■ Task details ■
Collect all lines from the records below that include the word "None".

■ Data extracts ■
//! Tokenizer and precedence-climbing parser for the flat keypad grammar
//!
//! The accumulated expression only ever contains number literals and the
//! five operator characters, so the token set is closed: anything else is a
//! parse error rather than something to interpret.

use crate::core::{CalcError, CalcResult, Operation};

/// Token types from lexical analysis
#[derive(Debug, Clone, Copy, PartialEq)]
pub enum Token {
    /// Numeric literal
    Number(f64),
    /// Operator character
    Operator(Operation),
}

impl Token {
    /// Returns true if this token is an operator
    #[must_use]
    pub const fn is_operator(&self) -> bool {
        matches!(self, Self::Operator(_))
    }

    /// Returns true if this token is a number
    #[must_use]
    pub const fn is_number(&self) -> bool {
        matches!(self, Self::Number(_))
    }
}

/// Abstract Syntax Tree node
#[derive(Debug, Clone, PartialEq)]
pub enum AstNode {
    /// Numeric literal
    Number(f64),
    /// Binary operation
    BinaryOp {
        /// Left operand
        left: Box<AstNode>,
        /// Operator
        op: Operation,
        /// Right operand
        right: Box<AstNode>,
    },
    /// Unary negation
    Negate(Box<AstNode>),
    /// Postfix percent, `N%` meaning `N*0.01`
    Percent(Box<AstNode>),
}

impl AstNode {
    /// Creates a new number node
    #[must_use]
    pub fn number(value: f64) -> Self {
        Self::Number(value)
    }

    /// Creates a new binary operation node
    #[must_use]
    pub fn binary(left: AstNode, op: Operation, right: AstNode) -> Self {
        Self::BinaryOp {
            left: Box::new(left),
            op,
            right: Box::new(right),
        }
    }

    /// Creates a new negation node
    #[must_use]
    pub fn negate(inner: AstNode) -> Self {
        Self::Negate(Box::new(inner))
    }

    /// Creates a new percent node
    #[must_use]
    pub fn percent(inner: AstNode) -> Self {
        Self::Percent(Box::new(inner))
    }
}

/// Tokenizer for converting expression strings to tokens
#[derive(Debug)]
pub struct Tokenizer<'a> {
    input: &'a str,
    pos: usize,
}

impl<'a> Tokenizer<'a> {
    /// Creates a new tokenizer for the given input
    #[must_use]
    pub fn new(input: &'a str) -> Self {
        Self { input, pos: 0 }
    }

    /// Returns the remaining input
    #[must_use]
    pub fn remaining(&self) -> &str {
        &self.input[self.pos..]
    }

    /// Tokenizes the entire input
    pub fn tokenize(&mut self) -> CalcResult<Vec<Token>> {
        let mut tokens = Vec::new();
        while let Some(token) = self.next_token()? {
            tokens.push(token);
        }
        Ok(tokens)
    }

    /// Returns the next token, or None if at end of input
    pub fn next_token(&mut self) -> CalcResult<Option<Token>> {
        self.skip_whitespace();

        let Some(ch) = self.current_char() else {
            return Ok(None);
        };

        let token = match ch {
            '0'..='9' | '.' => self.read_number()?,
            '-' if self.peek_char(1) == Some('-') => {
                return Err(CalcError::parse(format!(
                    "Unexpected '--' at position {}",
                    self.pos
                )));
            }
            _ => match Operation::from_char(ch) {
                Some(op) => {
                    self.advance();
                    Token::Operator(op)
                }
                None => {
                    return Err(CalcError::parse(format!("Unexpected character: '{ch}'")));
                }
            },
        };

        Ok(Some(token))
    }

    fn current_char(&self) -> Option<char> {
        self.input[self.pos..].chars().next()
    }

    fn peek_char(&self, offset: usize) -> Option<char> {
        self.input[self.pos..].chars().nth(offset)
    }

    fn advance(&mut self) {
        if let Some(ch) = self.current_char() {
            self.pos += ch.len_utf8();
        }
    }

    fn skip_whitespace(&mut self) {
        while self.current_char().is_some_and(char::is_whitespace) {
            self.advance();
        }
    }

    fn skip_digits(&mut self) {
        while self.current_char().is_some_and(|c| c.is_ascii_digit()) {
            self.advance();
        }
    }

    /// Reads `digits[.digits][e[+-]digits]`, the shape of every formatted result
    fn read_number(&mut self) -> CalcResult<Token> {
        let start = self.pos;

        self.skip_digits();
        if self.current_char() == Some('.') {
            self.advance();
            self.skip_digits();
        }

        if matches!(self.current_char(), Some('e' | 'E')) {
            let exponent_digit = match self.peek_char(1) {
                Some('+' | '-') => self.peek_char(2),
                other => other,
            };
            if exponent_digit.is_some_and(|c| c.is_ascii_digit()) {
                self.advance();
                if matches!(self.current_char(), Some('+' | '-')) {
                    self.advance();
                }
                self.skip_digits();
            }
        }

        let num_str = &self.input[start..self.pos];
        let value: f64 = num_str
            .parse()
            .map_err(|_| CalcError::parse(format!("Invalid number: '{num_str}'")))?;

        Ok(Token::Number(value))
    }
}

/// Precedence-climbing parser
///
/// Grammar:
/// ```text
/// expression ::= operand (binop operand)*      // climbing on Operation::precedence
/// operand    ::= '-' operand | NUMBER '%'?
/// ```
///
/// The first `%` after a number literal is always its postfix percent, so
/// `10%3` reads as a percent term followed by a stray number and is
/// rejected. A further `%` (`5%%3`) is binary modulo.
#[derive(Debug)]
pub struct Parser {
    tokens: Vec<Token>,
    pos: usize,
}

impl Parser {
    /// Creates a new parser from tokens
    #[must_use]
    pub fn new(tokens: Vec<Token>) -> Self {
        Self { tokens, pos: 0 }
    }

    /// Parses a string expression into an AST
    pub fn parse_str(input: &str) -> CalcResult<AstNode> {
        let tokens = Tokenizer::new(input).tokenize()?;
        Self::new(tokens).parse()
    }

    /// Parses all tokens into an AST
    pub fn parse(&mut self) -> CalcResult<AstNode> {
        if self.tokens.is_empty() {
            return Err(CalcError::EmptyExpression);
        }

        let ast = self.parse_expression(1)?;

        if let Some(token) = self.current() {
            return Err(CalcError::parse(format!(
                "Unexpected token {token:?} at position {}",
                self.pos
            )));
        }

        Ok(ast)
    }

    fn current(&self) -> Option<&Token> {
        self.tokens.get(self.pos)
    }

    fn advance(&mut self) -> Option<Token> {
        let token = self.tokens.get(self.pos).copied();
        if token.is_some() {
            self.pos += 1;
        }
        token
    }

    fn parse_expression(&mut self, min_precedence: u8) -> CalcResult<AstNode> {
        let mut left = self.parse_operand()?;

        while let Some(Token::Operator(op)) = self.current().copied() {
            if op.precedence() < min_precedence {
                break;
            }
            self.advance();
            // Left associative: the right side only takes tighter operators
            let right = self.parse_expression(op.precedence() + 1)?;
            left = AstNode::binary(left, op, right);
        }

        Ok(left)
    }

    fn parse_operand(&mut self) -> CalcResult<AstNode> {
        let mut node = match self.advance() {
            Some(Token::Operator(Operation::Subtract)) => {
                return Ok(AstNode::negate(self.parse_operand()?));
            }
            Some(Token::Number(n)) => AstNode::number(n),
            Some(token) => {
                return Err(CalcError::parse(format!("Unexpected token: {token:?}")));
            }
            None => return Err(CalcError::parse("Unexpected end of expression")),
        };

        if self.current() == Some(&Token::Operator(Operation::Modulo)) {
            self.advance();
            node = AstNode::percent(node);
        }

        Ok(node)
    }
}

#[cfg(test)]
mod tests {
    use super::*;

    fn num(n: f64) -> AstNode {
        AstNode::number(n)
    }

    // ===== Token tests =====

    #[test]
    fn test_token_predicates() {
        assert!(Token::Operator(Operation::Add).is_operator());
        assert!(!Token::Number(5.0).is_operator());
        assert!(Token::Number(5.0).is_number());
        assert!(!Token::Operator(Operation::Add).is_number());
    }

    // ===== Tokenizer tests =====

    #[test]
    fn test_tokenize_single_number() {
        let tokens = Tokenizer::new("42").tokenize().unwrap();
        assert_eq!(tokens, vec![Token::Number(42.0)]);
    }

    #[test]
    fn test_tokenize_decimal_forms() {
        let tokens = Tokenizer::new("3.25 .5 7.").tokenize().unwrap();
        assert_eq!(
            tokens,
            vec![Token::Number(3.25), Token::Number(0.5), Token::Number(7.0)]
        );
    }

    #[test]
    fn test_tokenize_exponent_literals() {
        let tokens = Tokenizer::new("1e+21+1.5e-7").tokenize().unwrap();
        assert_eq!(
            tokens,
            vec![
                Token::Number(1e21),
                Token::Operator(Operation::Add),
                Token::Number(1.5e-7),
            ]
        );
    }

    #[test]
    fn test_tokenize_bare_e_is_not_exponent() {
        let result = Tokenizer::new("2e").tokenize();
        assert!(matches!(result, Err(CalcError::ParseError(_))));
    }

    #[test]
    fn test_tokenize_operators() {
        let tokens = Tokenizer::new("+-*/%").tokenize().unwrap();
        let ops: Vec<Token> = Operation::ALL.into_iter().map(Token::Operator).collect();
        assert_eq!(tokens, ops);
    }

    #[test]
    fn test_tokenize_no_spaces() {
        let tokens = Tokenizer::new("1+2*3").tokenize().unwrap();
        assert_eq!(tokens.len(), 5);
    }

    #[test]
    fn test_tokenize_rejects_foreign_characters() {
        for input in ["2 ^ 3", "(1+2)", "Error+1", "NaN", "alert(1)"] {
            let result = Tokenizer::new(input).tokenize();
            assert!(
                matches!(result, Err(CalcError::ParseError(_))),
                "accepted {input}"
            );
        }
    }

    #[test]
    fn test_tokenize_lone_decimal_point() {
        let result = Tokenizer::new(".").tokenize();
        assert!(matches!(result, Err(CalcError::ParseError(_))));
    }

    #[test]
    fn test_tokenize_empty() {
        assert!(Tokenizer::new("").tokenize().unwrap().is_empty());
        assert!(Tokenizer::new("   ").tokenize().unwrap().is_empty());
    }

    #[test]
    fn test_tokenizer_remaining() {
        let mut t = Tokenizer::new("1 + 2");
        t.next_token().unwrap();
        assert_eq!(t.remaining(), " + 2");
    }

    // ===== Parser tests =====

    #[test]
    fn test_parse_single_number() {
        assert_eq!(Parser::parse_str("42").unwrap(), num(42.0));
    }

    #[test]
    fn test_parse_precedence_mul_over_add() {
        let ast = Parser::parse_str("2+3*4").unwrap();
        assert_eq!(
            ast,
            AstNode::binary(
                num(2.0),
                Operation::Add,
                AstNode::binary(num(3.0), Operation::Multiply, num(4.0))
            )
        );
    }

    #[test]
    fn test_parse_left_associative() {
        // 8-3-2 = (8-3)-2
        let ast = Parser::parse_str("8-3-2").unwrap();
        assert_eq!(
            ast,
            AstNode::binary(
                AstNode::binary(num(8.0), Operation::Subtract, num(3.0)),
                Operation::Subtract,
                num(2.0)
            )
        );
    }

    #[test]
    fn test_parse_percent_followed_by_number_rejected() {
        for input in ["10%3", "1+10%4*2", "2.5%.5"] {
            assert!(
                matches!(Parser::parse_str(input), Err(CalcError::ParseError(_))),
                "accepted {input}"
            );
        }
    }

    #[test]
    fn test_parse_modulo_after_percent_term() {
        let ast = Parser::parse_str("5%%3").unwrap();
        assert_eq!(
            ast,
            AstNode::binary(AstNode::percent(num(5.0)), Operation::Modulo, num(3.0))
        );
    }

    #[test]
    fn test_parse_negative_percent_term() {
        assert_eq!(
            Parser::parse_str("-50%").unwrap(),
            AstNode::negate(AstNode::percent(num(50.0)))
        );
    }

    #[test]
    fn test_parse_trailing_percent() {
        let ast = Parser::parse_str("200+50%").unwrap();
        assert_eq!(
            ast,
            AstNode::binary(num(200.0), Operation::Add, AstNode::percent(num(50.0)))
        );
    }

    #[test]
    fn test_parse_percent_before_operator() {
        let ast = Parser::parse_str("50%-2").unwrap();
        assert_eq!(
            ast,
            AstNode::binary(AstNode::percent(num(50.0)), Operation::Subtract, num(2.0))
        );
    }

    #[test]
    fn test_parse_unary_minus() {
        assert_eq!(Parser::parse_str("-5").unwrap(), AstNode::negate(num(5.0)));
    }

    #[test]
    fn test_parse_unary_minus_after_operator() {
        let ast = Parser::parse_str("3*-2").unwrap();
        assert_eq!(
            ast,
            AstNode::binary(num(3.0), Operation::Multiply, AstNode::negate(num(2.0)))
        );
    }

    #[test]
    fn test_tokenize_rejects_double_minus() {
        for input in ["5--3", "--5", "2*--1"] {
            assert!(
                matches!(Tokenizer::new(input).tokenize(), Err(CalcError::ParseError(_))),
                "accepted {input}"
            );
        }
    }

    #[test]
    fn test_parse_spaced_minus_pair_is_double_negation() {
        assert_eq!(
            Parser::parse_str("5- -3").unwrap(),
            AstNode::binary(num(5.0), Operation::Subtract, AstNode::negate(num(3.0)))
        );
    }

    #[test]
    fn test_parse_empty_expression() {
        assert!(matches!(
            Parser::parse_str(""),
            Err(CalcError::EmptyExpression)
        ));
    }

    #[test]
    fn test_parse_missing_operand() {
        assert!(matches!(
            Parser::parse_str("2+"),
            Err(CalcError::ParseError(_))
        ));
    }

    #[test]
    fn test_parse_consecutive_binary_operators() {
        assert!(matches!(
            Parser::parse_str("2+*3"),
            Err(CalcError::ParseError(_))
        ));
    }

    #[test]
    fn test_parse_adjacent_numbers() {
        // "1.2.3" tokenizes as 1.2 then .3
        assert!(matches!(
            Parser::parse_str("1.2.3"),
            Err(CalcError::ParseError(_))
        ));
    }

    #[test]
    fn test_parser_parse_empty_tokens() {
        let mut parser = Parser::new(vec![]);
        assert!(matches!(parser.parse(), Err(CalcError::EmptyExpression)));
    }
}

■ Result of this task ■
    /// Returns the next token, or None if at end of input
            return Ok(None);
                None => {
            None => return Err(CalcError::parse("Unexpected end of expression")),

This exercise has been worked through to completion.